I’ve done countless personality tests, and this one was no different in terms of what it revealed about me. When I am in my normal state, I lean toward consideration of others, with a particular bent toward doing what I can to give assistance to others. And when I am at my best, I recognize that I can be highly creative, but when I am at my worst, I can also be domineering and arrogant. 

Like most folk, I am a complicated soul. I have my better angels and I have my shadow side. So, the key for me is to be aware enough about how I respond in the situations that come my way so that I can make sure that I am more prone to lean toward the former instead of the latter. 

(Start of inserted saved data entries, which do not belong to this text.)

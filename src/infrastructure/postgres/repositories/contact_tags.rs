use std::sync::Arc;

use anyhow::Result;
use async_trait::async_trait;
use diesel::insert_into;
use diesel::prelude::*;
use uuid::Uuid;

use crate::domain::entities::contact_tags::InsertContactTagEntity;
use crate::domain::repositories::contact_tags::ContactTagRepository;
use crate::infrastructure::postgres::{postgres_connection::PgPoolSquad, schema::contact_tags};

pub struct ContactTagPostgres {
    db_pool: Arc<PgPoolSquad>,
}

impl ContactTagPostgres {
    pub fn new(db_pool: Arc<PgPoolSquad>) -> Self {
        Self { db_pool }
    }
}

#[async_trait]
impl ContactTagRepository for ContactTagPostgres {
    async fn upsert_tag(&self, user_id: Uuid, tag: &str) -> Result<()> {
        let mut conn = Arc::clone(&self.db_pool).get()?;

        insert_into(contact_tags::table)
            .values(&InsertContactTagEntity {
                user_id,
                tag: tag.to_string(),
            })
            .on_conflict_do_nothing()
            .execute(&mut conn)?;
        Ok(())
    }
}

What was, however, different about this particular test was its conviction that we are born with our personalities, and while our environment may move us in a particular direction, at our core we are simply as God created us. That’s not to say that everything about us is fixed or that we are incapable of personal improvement. It is to say that if we are “hardwired” in a particular direction, we’d best make sure that we surround ourselves with healthy influences that are capable of bringing out the best in us and not the worst.

I would hope MBBC is one of those healthy influences for you and that you find in our fellowship the encouragement and support that you need to be developing into your best self, one that bears witness to the image of God in you. That’s because there are far too many influences in this world that would take you in the other direction, some of which represent themselves as working in your best interests when they really don’t.

I invite you as well to help me help others make progress in their journey of faith. Healthy churches aren’t just stable congregations, they are also faithful ones, which in the end is really what God calls us to be, both individually and together as the body of Christ.  

“Examine yourselves to see whether you are in the faith; test yourselves. Do you not realize that Christ Jesus is in you – unless, of course, you fail the test?” (2 Corinthians 13:5)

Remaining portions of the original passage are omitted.